OPINIONPoliticsMarch 31, 2022

Louisa Wall got things done. How many of her colleagues can say the same?

Louisa Wall leaves the political stage (Photo: Getty Images/photo illustration by Archi Banal)
Louisa Wall leaves the political stage (Photo: Getty Images/photo illustration by Archi Banal)

Her departure should have her fellow MPs considering how much they’ve achieved in their own political careers, writes Anna Rawhiti-Connell.

Buried deep in a plastic box in the garage is a purple autograph book I had as a kid.

In the back are notes about “suspicious” neighborhood activity scribbled during my child detective/nark phase. In the front, the signatures of netballers.

I collected the autographs of netballers back then, because netballers were my superheroes. I once jogged around a court, clutching my stomach, fevered and overheating in Adidas stirrup pants, five hours before my appendix burst on an operating table. I was desperate to impress Sandra Edge who was running the coaching session at my school.

I was particularly proud of collecting Louisa Wall’s signature. Like me, Wall played at wing defence. It is a maligned and underrated position so Wall’s sports stardom was inspirational to me. Dogged is a word often used to describe a good Wing-D and I elevated my play into a battle of archetypes – small and pretty good girls played at wing attack while tough, determined scrappers played at Wing-D, making their life hell.

At the start of a game of netball, you literally have to toe the line, staying in your goal third until the whistle blows and then move like lightning to get out in front of your wing attack. Moving over the line before your opponent, before anyone else on the court, is a defensive advantage.

Louisa Wall in 1999
Louisa Wall’s 1999 Silver Ferns headshot (Photo: Phil Walter/Getty Images)

This convenient projection of sporting clichés onto Wall follows news of her retirement from parliament on Tuesday. They’re hard to resist in her case. Wall was a sports star and has made enormous gains as a member of parliament, without being in cabinet and with a reputation for not being a team player. She has jostled, refused to toe the line, defended her position and moved with the speed necessary to leave behind a legislative legacy very few achieve. She has been dogged. As an electorate MP until the 2020 election she served Manurewa. She has also served the bigger constituencies of the queer community, and women.

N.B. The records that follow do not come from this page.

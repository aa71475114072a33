//! Per-listener poll loop.
//!
//! A listener runs `worker_threads` pollers against the same queue. Each
//! poller is independent: long-poll, hand the batch to the dispatcher,
//! wait for settlement, repeat. The only shared state is the shutdown
//! token and the listener's worker semaphore (inside the dispatcher).

use std::sync::Arc;

use tokio::time::sleep;
use tracing::{error, info, warn};

use crate::client::{QueueClient, ReceiveParams};
use crate::config::ListenerConfig;
use crate::dispatch::Dispatcher;
use crate::errors::ErrorKind;
use crate::retry::{idle_jitter, Backoff};
use crate::supervisor::Shutdown;

pub struct Poller {
    client: Arc<dyn QueueClient>,
    config: ListenerConfig,
    dispatcher: Arc<Dispatcher>,
    shutdown: Arc<Shutdown>,
    index: usize,
}

impl Poller {
    pub fn new(
        client: Arc<dyn QueueClient>,
        config: ListenerConfig,
        dispatcher: Arc<Dispatcher>,
        shutdown: Arc<Shutdown>,
        index: usize,
    ) -> Self {
        Self {
            client,
            config,
            dispatcher,
            shutdown,
            index,
        }
    }

    pub async fn run(self) {
        let params = ReceiveParams {
            max_messages: self.config.batch_size,
            wait_time: self.config.wait_time(),
            visibility: self.config.visibility(),
        };
        let backoff = Backoff::for_receive();
        let mut failures = 0u32;

        info!(poller = self.index, queue = %self.config.queue_url, "poller started");

        loop {
            if self.shutdown.is_triggered() {
                break;
            }

            // The long poll races the shutdown token so drain does not
            // wait out a full poll window.
            let received = tokio::select! {
                biased;
                _ = self.shutdown.notified() => break,
                r = self.client.receive(&self.config.queue_url, &params) => r,
            };

            match received {
                Ok(batch) if batch.is_empty() => {
                    failures = 0;
                    // Randomized nap so idle pollers drift apart.
                    let nap = idle_jitter(self.config.idle_sleep_max());
                    tokio::select! {
                        _ = self.shutdown.notified() => break,
                        _ = sleep(nap) => {}
                    }
                }
                Ok(batch) => {
                    failures = 0;
                    self.dispatcher.dispatch(batch).await;
                }
                Err(e) if e.kind().is_retryable() => {
                    failures += 1;
                    // Throttling starts one step deeper into the curve.
                    let step = if e.kind() == ErrorKind::Throttled {
                        failures
                    } else {
                        failures - 1
                    };
                    let delay = backoff.delay(step);
                    warn!(
                        poller = self.index,
                        error = %e,
                        backoff_ms = delay.as_millis() as u64,
                        "receive failed; backing off"
                    );
                    tokio::select! {
                        _ = self.shutdown.notified() => break,
                        _ = sleep(delay) => {}
                    }
                }
                Err(e) => {
                    error!(
                        poller = self.index,
                        queue = %self.config.queue_url,
                        error = %e,
                        "unrecoverable receive error; stopping poller"
                    );
                    break;
                }
            }
        }

        info!(poller = self.index, "poller stopped");
    }
}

The reason for Wall’s retirement has been well covered, her sometimes difficult relationship with the Labour Party well examined and her legacy, well acknowledged. For me though, Wall’s career and departure leave us with a larger question: what is it, exactly, that we want from our MPs? What kind of people do we want to attract to parliament and what is our role in creating an environment that enables some, and indeed, dissuades others from making that decision?

Henry Cooke at Stuff has written about Wall’s career and about politics as a team sport. He’s not wrong. The last few shambolic years of the National Party have given us spectacular insight into the importance of party unity and candidate selection and vetting processes. MMP has also somewhat disempowered the electorate MP.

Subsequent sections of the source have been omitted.